Bivent pacing: Indications
Last updated: 07/20/2015
Bi-ventricular (“bi-vent”) pacing falls under the larger category of Cardiac Resynchronization Therapy (CRT) with the primary goal of resynchronizing both ventricles through simultaneous pacing. This can improve myocardial contractile function, reduce functional MR, and reverse cardiac remodeling associated with heart failure. The indications for bi-vent pacing have been changing regularly as more research is being done. Additionally, along with pacing the patient should also be on “guideline directed medical therapy” (GDMT) i.e. ACEI/ARB, beta-blocker, etc. A combined ICD/pacing device may also be placed as many patients receiving CRT qualify for an ICD as well.
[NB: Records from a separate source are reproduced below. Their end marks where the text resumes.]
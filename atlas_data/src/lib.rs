//! Dataset contracts for the Energy Atlas guided tour.
//!
//! Holds the region feature model (property bag, habitat forms, metric
//! identifiers) and the GeoJSON loading path, without depending on the
//! presentation engine in `atlas_core`.

mod feature;
mod geometry;
mod metric;
mod regions;

pub use feature::{HabitatForm, RegionFeature, RegionProperties};
pub use geometry::{Bounds, RegionGeometry};
pub use metric::{ConsumptionKind, Metric, ProductionKind};
pub use regions::{
    load_regions_from_env, RegionCollection, RegionDataError, RegionsMetadata, BUILTIN_REGIONS,
};
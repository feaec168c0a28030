use std::path::PathBuf;
use std::sync::Once;

static INIT: Once = Once::new();

pub fn ensure_test_fixtures() {
    INIT.call_once(|| {
        let fixtures = PathBuf::from(env!("CARGO_MANIFEST_DIR"))
            .join("tests")
            .join("fixtures");
        let config_path = fixtures.join("test_viz_config.json");
        let regions_path = fixtures.join("test_regions.geojson");

        debug_assert!(
            config_path.exists(),
            "missing test viz config at {}",
            config_path.display()
        );
        debug_assert!(
            regions_path.exists(),
            "missing test regions at {}",
            regions_path.display()
        );

        std::env::set_var("ATLAS_VIZ_CONFIG_PATH", &config_path);
        std::env::set_var("ATLAS_REGIONS_PATH", &regions_path);
    });
}

pub fn test_scene() -> atlas_core::SceneState {
    ensure_test_fixtures();
    let (config, _) = atlas_core::load_viz_config_from_env();
    let (regions, _) = atlas_data::load_regions_from_env();
    atlas_core::SceneState::new(regions, config)
}
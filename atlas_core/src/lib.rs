//! Presentation engine for the Energy Atlas guided tour.
//!
//! Drives a linear, eleven-step narrative over a static regional
//! energy dataset: each step deterministically resolves per-feature
//! styling and tooltips, the visible narrative panel, the active
//! sub-metric menu and the population overlay. [`SceneState`] owns the
//! whole view state and is mutated only through step navigation, menu
//! selection and the final population toggle.

mod markers;
mod menu;
pub mod metrics;
mod palette;
mod scene;
mod steps;
mod style;
mod tooltip;
mod viz_config;

pub use markers::{population_markers, PopulationMarker};
pub use menu::{MenuKind, MenuOption, MenuSpec};
pub use metrics::{DatasetSummary, MetricSummary};
pub use palette::{PaletteError, Rgb, ThresholdScale};
pub use scene::{ActiveMenu, FeatureView, SceneState};
pub use steps::{step_spec, PanelId, StepEffects, StepSpec, StepView, MAX_STEP, STEPS, STEP_COUNT};
pub use style::{style_for, FeatureStyle, StyleMode};
pub use tooltip::{population_tooltip, tooltip_for, Tooltip, TooltipMode};
pub use viz_config::{
    load_viz_config_from_env, PanelText, VizConfig, VizConfigError, VizConfigMetadata,
    BUILTIN_VIZ_CONFIG,
};
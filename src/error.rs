use thiserror::Error;

/// Errors on the non-status paths of the engine: acquiring rendering
/// contexts and driving the worker pool. Scheduling outcomes travel as
/// [`crate::RenderStatus`] codes instead.
#[derive(Error, Debug)]
pub enum EngineError {
    #[error("no rendering context available: {0}")]
    ContextUnavailable(String),
    #[error("worker pool queue closed")]
    QueueClosed,
    #[error("render worker thread panicked")]
    WorkerPanicked,
}
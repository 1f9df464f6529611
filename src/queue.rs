use std::sync::atomic::{AtomicU64, Ordering};
use std::sync::Arc;

use log::{debug, warn};

use crate::execution::{RenderExecution, RenderRunnable};
use crate::pool::{WorkerPool, THREAD_TEARDOWN_TIMEOUT};
use crate::tree::TreeRender;
use crate::types::RenderStatus;
use crate::util::timing::{measure_info, ScopedTimer};

/// Contract between executions and the global task queue that owns the
/// worker threads. Executions hand ready runnables to `start_task` and
/// report every completion through `notify_task_finished`.
pub trait TaskQueue: Send + Sync {
    fn start_task(&self, runnable: Arc<RenderRunnable>);

    /// One task of `execution` finished. `in_worker_thread` tells the
    /// manager whether the notifying thread belongs to its own pool, so it
    /// can avoid re-entrant dispatch from a worker.
    fn notify_task_finished(&self, execution: &Arc<RenderExecution>, in_worker_thread: bool);
}

/// Reference queue manager: owns the worker pool, sequences the main
/// execution before the extra-results sub-executions of a tree render, and
/// decides how many ready slots to release per scheduling tick.
pub struct TaskQueueManager {
    pool: WorkerPool,
    /// Ready slots released per tick; `-1` releases everything available.
    tasks_per_tick: i32,
    notifications: AtomicU64,
}

impl TaskQueueManager {
    pub fn new() -> Arc<Self> {
        Self::with_worker_count(None)
    }

    pub fn with_worker_count(worker_count: Option<usize>) -> Arc<Self> {
        Arc::new(Self {
            pool: WorkerPool::new(worker_count),
            tasks_per_tick: -1,
            notifications: AtomicU64::new(0),
        })
    }

    /// Drive one tree render to completion: plan and execute the main
    /// execution, then the sub-executions for extra results the main pass
    /// did not satisfy, then drop the render clones.
    pub fn launch(self: &Arc<Self>, render: &Arc<TreeRender>) -> RenderStatus {
        measure_info("tree render", || {
            let main = render.create_main_execution_data();
            self.drive(&main);

            for sub_execution in render.get_extra_requested_results_execution_data() {
                self.drive(&sub_execution);
            }

            render.cleanup_render_clones();
            render.status()
        })
    }

    /// Release ready tasks until the execution drains. A failed execution
    /// still drains: its leftover ready tasks short-circuit inline and
    /// nothing new gets promoted.
    fn drive(&self, execution: &Arc<RenderExecution>) {
        let _timer = ScopedTimer::debug_lazy(|| format!("execution {}", execution.id()));
        let mut reported_stall = false;
        loop {
            execution.execute_available_tasks(self.tasks_per_tick);
            if execution.is_quiescent() {
                break;
            }
            if !execution.wait_for_task_completion(THREAD_TEARDOWN_TIMEOUT) && !reported_stall {
                warn!(
                    "execution {}: {} task(s) in flight and {} pending after {} ms; their threads cannot be controlled anymore",
                    execution.id(),
                    execution.live_task_count(),
                    execution.pending_task_count(),
                    THREAD_TEARDOWN_TIMEOUT.as_millis()
                );
                reported_stall = true;
            }
        }
    }

    pub fn notifications_received(&self) -> u64 {
        self.notifications.load(Ordering::Relaxed)
    }

    /// Tear the worker pool down, reporting any leaked thread. Safe to call
    /// more than once.
    pub fn shutdown(&self) -> usize {
        self.pool.shutdown(THREAD_TEARDOWN_TIMEOUT)
    }
}

impl TaskQueue for TaskQueueManager {
    fn start_task(&self, runnable: Arc<RenderRunnable>) {
        if self.pool.start(runnable.clone()).is_err() {
            // Pool already torn down; run on the caller so the task is not
            // lost. The dispatching execution released its lock first.
            warn!("worker pool closed, running task inline");
            runnable.run();
        }
    }

    fn notify_task_finished(&self, execution: &Arc<RenderExecution>, in_worker_thread: bool) {
        self.notifications.fetch_add(1, Ordering::Relaxed);
        // Dispatching from a worker would re-enter the pool; the drive loop
        // waiting on the execution picks the wake-up instead.
        debug!(
            "execution {}: task finished (worker thread: {})",
            execution.id(),
            in_worker_thread
        );
    }
}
According to the AHA recommendations, the current class I indication for NYHA Class II, III, and ambulatory IV individuals on GDMT are: EF <35%, LBBB, and QRS >150ms. This was updated to now include NYHA Class II patients, QRS duration increased from >120 to >150, and required a LBBB to be present.
Class IIa recommendations:
- NYHA Class III and ambulatory IV with non-LBBB, QRS >150ms, EF <35%
- NYHA Class II, III, and amb IV with LBBB, QRS 120-149ms, and EF <35%
- LV EF <35% and rate controlled afib with 100% ventricular pacing
- LV EF <35% and undergoing device implantation (new/replacing) with anticipated need for >40% ventricular pacing
- NYHA Class I (first time to include class I) with severe ischemic a cardiomyopathy EF <30%, LBBB, and QRS >150ms
- NYHA Class III and amb IV with non-LBBB, QRS 120-149, EF <35% NYHA Class II, III, and amb IV with non-LBBB, QRS >150 ms, and EF <35%
Class III (not recommended):
- Comorbidity (cardiac or non-cardiac) that is expected to limit good functional capacity to less than 1 year.
- NYHA patients with non-LBBB and QRS
Thus the primary shift in the recommendations has focused on a longer QRS prolongation, inclusions of additional NYHA classes, the presence of a LBBB versus another conduction delay (including RBBB). This may be due to limited patients having conduction delays other than LBBB in the studies.
From a practical perspective, patients often present to the operating room to have the biventricular pacemaker left ventricular (LV) lead placed as the lead may be difficult to insert via the transvenous approach. Normally, the left ventricular lead is placed under sedation transvenously via the coronary sinus and epicardial veins to the lateral wall of the left ventricle. When this approach is not possible, an anterior mini-thoracotomy may be used to place the LV lead.
For a patient who has a preexisting biventricular pacemaker and requires surgery, preoperative interrogation of the pacemaker is vital. These patients are mandatorily paced in both ventricles regardless of underlying native heart rhythm. Thus, any electromagnetic interference must be accounted for and the pacemaker should NOT be set to an alternative mode during surgery. For optimal cardiac function during the surgery and anesthetic, the biventricular pacing should continue.